Although no clinical development took place, Axovant held its IPO in June 2015 and raised $315 million, the largest biotech IPO ever, based on new phase IIB trials that were more promising. The lock-up period against reselling stock was reduced to an unusually short 90 days for hedge funds that showed interest in the IPO.

In July 2017, Axovant announced that the results of a phase III trial indicated that the drug was not effective for treatment of Alzheimer's disease. Since investors noticed Axovant could not release the product, its stock lost 75 percent of its value in a single day. Because of this incident, the company has been accused of developing a pump-and-dump scheme.

The company also entered clinical trials for dementia with Lewy bodies, which were unsuccessful as well. Consequently, Axovant announced in 2018 that it has discontinued development of intepirdine.

As of 2016 Axovant was also developing a second compound, nelotanserin. Axovant acquired global rights to nelotanserin from its former parent, Roivant, which had previously bought those rights from Arena Pharmaceuticals and intended to develop it as a treatment for Lewy body dementia. However, in late 2018, the company announced that nelotanserin failed to meet its primary endpoint of reducing the frequency of REM sleep behavior disorder (RBD) episodes in a small Phase 2 clinical trial for the treatment of RBD in LBD patients and that therefore its development would be discontinued.

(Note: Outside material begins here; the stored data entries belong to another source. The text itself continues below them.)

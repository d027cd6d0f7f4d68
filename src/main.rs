use std::process;
use std::sync::Arc;
use std::time::Duration;

use pressroom::application::error::AppError;
use pressroom::application::files::FileService;
use pressroom::application::feeds::FeedService;
use pressroom::application::pages::PageService;
use pressroom::application::previews::PreviewService;
use pressroom::application::repos::ContentRepository;
use pressroom::application::search::SearchService;
use pressroom::cache::ResponseCache;
use pressroom::config;
use pressroom::dispatch::handlers::{
    ActionRequestHandler, FeedRequestHandler, FileRequestHandler, ImageRequestHandler,
    PageRequestHandler, StaticRequestHandler,
};
use pressroom::dispatch::{ActionRegistry, RequestHandler, SiteDispatcher};
use pressroom::infra::content_store::ContentStore;
use pressroom::infra::error::InfraError;
use pressroom::infra::http::{self, HttpState, UserDirectory};
use pressroom::infra::repository::FsContentRepository;
use pressroom::infra::telemetry;
use tracing::{Dispatch, Level, dispatcher, error, info};
use tracing_subscriber::fmt as tracing_fmt;

#[tokio::main]
async fn main() {
    if let Err(error) = run().await {
        report_application_error(&error);
        process::exit(1);
    }
}

fn report_application_error(error: &AppError) {
    if dispatcher::has_been_set() {
        error!(error = %error, "application error");
        return;
    }

    let subscriber = tracing_fmt().with_max_level(Level::ERROR).finish();
    let dispatch = Dispatch::new(subscriber);
    dispatcher::with_default(&dispatch, || {
        error!(error = %error, "application error");
    });
}

async fn run() -> Result<(), AppError> {
    let (cli_args, mut settings) = config::load_with_cli()
        .map_err(|err| AppError::unexpected(format!("failed to load configuration: {err}")))?;

    let command = cli_args
        .command
        .unwrap_or(config::Command::Serve(config::ServeArgs::default()));

    telemetry::init(&settings.logging).map_err(AppError::from)?;

    match command {
        config::Command::Serve(args) => {
            config::apply_serve_overrides(&mut settings, &args);
            run_serve(settings).await
        }
        config::Command::ExportSite(args) => run_export(settings, args).await,
        config::Command::ImportSite(args) => run_import(settings, args).await,
    }
}

async fn open_repository(
    settings: &config::Settings,
) -> Result<Arc<FsContentRepository>, AppError> {
    let repository = match &settings.repository.data_dir {
        Some(dir) => FsContentRepository::open(dir.join("resources")).await?,
        None => FsContentRepository::in_memory(),
    };
    Ok(Arc::new(repository))
}

async fn open_content_store(settings: &config::Settings) -> Result<Arc<ContentStore>, AppError> {
    let store = match &settings.repository.data_dir {
        Some(dir) => ContentStore::open(dir.join("content"))
            .await
            .map_err(AppError::from)?,
        None => ContentStore::in_memory(),
    };
    Ok(Arc::new(store))
}

async fn run_serve(settings: config::Settings) -> Result<(), AppError> {
    let addr = settings
        .server
        .addr()
        .map_err(|err| AppError::from(InfraError::configuration(err.to_string())))?;

    let repository: Arc<dyn ContentRepository> = open_repository(&settings).await?;
    let content_store = open_content_store(&settings).await?;
    let cache = Arc::new(ResponseCache::new(&settings.cache));

    let previews = Arc::new(PreviewService::new(repository.clone()));
    let pages = Arc::new(PageService::new(
        repository.clone(),
        cache.clone(),
        previews.clone(),
    ));
    let files = Arc::new(FileService::new(
        repository.clone(),
        content_store,
        cache.clone(),
    ));
    let search = Arc::new(SearchService::new(repository.clone()));
    let feeds = Arc::new(FeedService::new(
        repository.clone(),
        settings.site.title.clone(),
        settings.site.base_url.clone(),
    ));

    let valid_time = settings.cache.default_expiration();
    let recheck_time = settings.cache.default_revalidation();
    let actions = Arc::new(ActionRegistry::new());
    let handlers: Vec<Box<dyn RequestHandler>> = vec![
        Box::new(ActionRequestHandler::new(actions.clone(), cache.clone())),
        Box::new(PageRequestHandler::new(
            repository.clone(),
            cache.clone(),
            valid_time,
            recheck_time,
        )),
        Box::new(FileRequestHandler::new(files.clone())),
        Box::new(ImageRequestHandler::new(
            files.clone(),
            settings.images.styles.clone(),
        )),
        Box::new(FeedRequestHandler::new(
            feeds,
            cache.clone(),
            valid_time,
            recheck_time,
        )),
        Box::new(StaticRequestHandler::new(
            settings.static_files.directory.clone(),
        )),
    ];
    let dispatcher = Arc::new(SiteDispatcher::new(handlers));

    let directory = Arc::new(UserDirectory::from_settings(&settings.security.accounts));
    if directory.is_empty() {
        info!("no accounts configured; the API is read-only for anonymous callers");
    }

    let state = HttpState {
        site: settings.site.name.clone(),
        pages,
        files,
        search,
        previews,
        dispatcher,
        directory,
    };
    let router = http::build_router(state);

    let listener = tokio::net::TcpListener::bind(addr)
        .await
        .map_err(|err| AppError::from(InfraError::from(err)))?;
    info!(%addr, site = %settings.site.name, "pressroom listening");
    axum::serve(listener, router.into_make_service())
        .await
        .map_err(|err| AppError::unexpected(format!("server error: {err}")))?;
    Ok(())
}

async fn run_export(
    settings: config::Settings,
    args: config::ExportArgs,
) -> Result<(), AppError> {
    let repository = open_repository(&settings).await?;
    let resources = repository.export().await?;

    let mut written = 0usize;
    for resource in &resources {
        let uri = resource.uri();
        let dir = args.dir.join(&uri.site).join(uri.id.to_string());
        tokio::fs::create_dir_all(&dir)
            .await
            .map_err(|err| AppError::from(InfraError::from(err)))?;
        let file = dir.join(format!("{}.xml", uri.version));
        tokio::fs::write(&file, resource.to_xml())
            .await
            .map_err(|err| AppError::from(InfraError::from(err)))?;
        written += 1;
    }
    info!(
        resources = written,
        dir = %args.dir.display(),
        "export completed"
    );
    Ok(())
}

async fn run_import(
    settings: config::Settings,
    args: config::ImportArgs,
) -> Result<(), AppError> {
    let source = FsContentRepository::open(&args.dir).await?;
    let target = open_repository(&settings).await?;

    let resources = source.export().await?;
    let mut imported = 0usize;
    for resource in resources {
        target.import(resource).await?;
        imported += 1;
    }
    info!(
        resources = imported,
        dir = %args.dir.display(),
        "import completed"
    );
    Ok(())
}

In 2016 Axovant partnered with NFL broadcaster Solomon Wilcots to raise awareness of Alzheimer's clinical trials That year it also sponsored performances in several U.S. cities of "Forget Me Not," a play by Garrett Davis about an African American family coping with Alzheimer's disease, in order to raise awareness of its clinical trials in that community, because African Americans are twice as likely to develop Alzheimer's disease as white Americans, but have been historically underrepresented in clinical research studies.

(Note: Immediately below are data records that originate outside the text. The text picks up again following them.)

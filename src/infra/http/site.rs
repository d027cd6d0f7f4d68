//! Fallback route feeding unclaimed traffic into the dispatch chain.

use std::collections::HashMap;

use axum::body::Body;
use axum::extract::State;
use axum::http::Request;
use axum::response::Response;

use crate::dispatch::SiteRequest;
use crate::domain::security::Principal;

use super::state::HttpState;

/// Everything the API routers did not claim is site content.
pub async fn serve_site(State(state): State<HttpState>, request: Request<Body>) -> Response {
    let params: HashMap<String, String> = request
        .uri()
        .query()
        .map(|query| {
            url::form_urlencoded::parse(query.as_bytes())
                .into_owned()
                .collect()
        })
        .unwrap_or_default();
    let principal = request
        .extensions()
        .get::<Principal>()
        .cloned()
        .unwrap_or_else(Principal::anonymous);

    let site_request = SiteRequest::new(
        state.site.clone(),
        request.method().clone(),
        request.uri().path().to_string(),
        params,
        request.headers().clone(),
        principal,
    );
    state.dispatcher.dispatch(&site_request).await
}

Axovant logo from 2014 to 2020

In 2017, David Hung joined the company as CEO.

In 2018, David Hung resigned and Pavan Cheruvu became the new CEO.

In December 2018, Axovant added two gene therapy programs to treat GM1 gangliosidosis and Tay–Sachs and Sandhoff diseases.

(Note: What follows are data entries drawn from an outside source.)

//! Command-line automation client for the Pressroom content management API.

mod client;

use std::process;

use clap::{Args, Parser, Subcommand};
use pressroom_api_types::{PageWriteRequest, PublishRequest, ResourceDocument};
use time::format_description::well_known::Rfc3339;
use uuid::Uuid;

use client::{Client, ClientError};

#[derive(Debug, Parser)]
#[command(name = "pressroom-cli", version, about = "Pressroom API client")]
struct Cli {
    /// Server base url.
    #[arg(
        long,
        env = "PRESSROOM_SERVER",
        default_value = "http://127.0.0.1:3000/"
    )]
    server: String,

    /// Bearer token for authenticated calls.
    #[arg(long, env = "PRESSROOM_TOKEN")]
    token: Option<String>,

    #[command(subcommand)]
    command: CliCommand,
}

#[derive(Debug, Subcommand)]
enum CliCommand {
    /// Page operations.
    #[command(subcommand)]
    Page(PageCommand),
    /// Query the site index.
    Search(SearchArgs),
}

#[derive(Debug, Subcommand)]
enum PageCommand {
    /// Fetch a page document.
    Get {
        id: Uuid,
        /// `work` or `live`; defaults to whatever exists, draft first.
        #[arg(long)]
        version: Option<String>,
    },
    /// Create a draft page.
    Create(PageWriteArgs),
    /// Replace a draft page (fetches the current entity tag first).
    Update {
        id: Uuid,
        #[command(flatten)]
        write: PageWriteArgs,
    },
    /// Delete every version of a page.
    Delete { id: Uuid },
    /// Acquire the editing lock.
    Lock { id: Uuid },
    /// Release the editing lock.
    Unlock { id: Uuid },
    /// Promote the draft to LIVE.
    Publish {
        id: Uuid,
        /// Publication window start (RFC 3339); defaults to now.
        #[arg(long)]
        from: Option<String>,
        /// Publication window end (RFC 3339); defaults to open-ended.
        #[arg(long)]
        to: Option<String>,
    },
    /// Take the LIVE version down.
    Unpublish { id: Uuid },
}

#[derive(Debug, Args)]
struct PageWriteArgs {
    /// Mount path of the page, e.g. `/news/launch`.
    #[arg(long)]
    path: String,

    #[arg(long)]
    title: Option<String>,

    #[arg(long)]
    template: Option<String>,

    /// Repeatable subject tag.
    #[arg(long = "subject")]
    subjects: Vec<String>,
}

impl From<PageWriteArgs> for PageWriteRequest {
    fn from(args: PageWriteArgs) -> Self {
        PageWriteRequest {
            path: args.path,
            title: args.title,
            resource_type: None,
            template: args.template,
            subjects: args.subjects,
            composers: Vec::new(),
        }
    }
}

#[derive(Debug, Args)]
struct SearchArgs {
    /// Free-text query.
    #[arg(long)]
    q: Option<String>,

    #[arg(long)]
    path: Option<String>,

    #[arg(long)]
    prefix: Option<String>,

    /// `work` or `live`.
    #[arg(long)]
    version: Option<String>,

    #[arg(long)]
    limit: Option<i64>,

    #[arg(long)]
    offset: Option<i64>,
}

#[tokio::main]
async fn main() {
    let cli = Cli::parse();
    if let Err(err) = run(cli).await {
        eprintln!("error: {err}");
        process::exit(1);
    }
}

async fn run(cli: Cli) -> Result<(), ClientError> {
    let client = Client::new(&cli.server, cli.token)?;
    match cli.command {
        CliCommand::Page(command) => run_page(&client, command).await,
        CliCommand::Search(args) => run_search(&client, args).await,
    }
}

async fn run_page(client: &Client, command: PageCommand) -> Result<(), ClientError> {
    match command {
        PageCommand::Get { id, version } => {
            let document = client.get_page(id, version.as_deref()).await?;
            print_document(&document);
        }
        PageCommand::Create(write) => {
            let document = client.create_page(&write.into()).await?;
            println!("created {} at {}", document.id, document.path);
        }
        PageCommand::Update { id, write } => {
            let document = client.update_page(id, &write.into()).await?;
            println!("updated {} ({})", document.id, document.etag);
        }
        PageCommand::Delete { id } => {
            client.delete_page(id).await?;
            println!("deleted {id}");
        }
        PageCommand::Lock { id } => {
            let document = client.lock_page(id).await?;
            match document.locked_by {
                Some(owner) => println!("locked {} for {}", document.id, owner.id),
                None => println!("locked {}", document.id),
            }
        }
        PageCommand::Unlock { id } => {
            client.unlock_page(id).await?;
            println!("unlocked {id}");
        }
        PageCommand::Publish { id, from, to } => {
            let window = PublishRequest {
                from: parse_date(from.as_deref())?,
                to: parse_date(to.as_deref())?,
            };
            let document = client.publish_page(id, &window).await?;
            println!("published {} at {}", document.id, document.path);
        }
        PageCommand::Unpublish { id } => {
            let document = client.unpublish_page(id).await?;
            println!("unpublished {}; draft restored at {}", document.id, document.path);
        }
    }
    Ok(())
}

async fn run_search(client: &Client, args: SearchArgs) -> Result<(), ClientError> {
    let mut params: Vec<(&str, String)> = Vec::new();
    if let Some(q) = args.q {
        params.push(("q", q));
    }
    if let Some(path) = args.path {
        params.push(("path", path));
    }
    if let Some(prefix) = args.prefix {
        params.push(("prefix", prefix));
    }
    if let Some(version) = args.version {
        params.push(("version", version));
    }
    if let Some(limit) = args.limit {
        params.push(("limit", limit.to_string()));
    }
    if let Some(offset) = args.offset {
        params.push(("offset", offset.to_string()));
    }

    let result = client.search(&params).await?;
    println!("{} hit(s)", result.hit_count);
    for hit in result.hits {
        println!("  {}  {:?}  {}", hit.id, hit.version, hit.path);
    }
    Ok(())
}

fn print_document(document: &ResourceDocument) {
    println!("id:       {}", document.id);
    println!("path:     {}", document.path);
    println!("version:  {:?}", document.version);
    println!("etag:     {}", document.etag);
    if let Some(title) = &document.title {
        println!("title:    {title}");
    }
    if let Some(published) = &document.published {
        println!("publisher: {}", published.user.id);
    }
    if let Some(owner) = &document.locked_by {
        println!("locked by: {}", owner.id);
    }
}

fn parse_date(value: Option<&str>) -> Result<Option<time::OffsetDateTime>, ClientError> {
    match value {
        None => Ok(None),
        Some(raw) => time::OffsetDateTime::parse(raw, &Rfc3339)
            .map(Some)
            .map_err(|_| ClientError::InvalidDate(raw.to_string())),
    }
}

In June 2019, Axovant announced a strategic partnership with Yposkesi, a leading Contract Development and Manufacturing Organization, to expand Axovant's gene therapy manufacturing capacity.

In August 2019, Axovant was preparing to report data from all three clinical-stage programs in the fourth quarter of 2019, including results from the second cohort of the AXO-LENTI-PD study and data from additional children dosed with AXO-AAV-GM1 and AXO-AAV-GM2.

In November 2020, Axovant rebranded as Sio Gene Therapies.

On April 5, 2023, the shareholders of Sio Gene Therapies voted to liquidate and dissolve the company.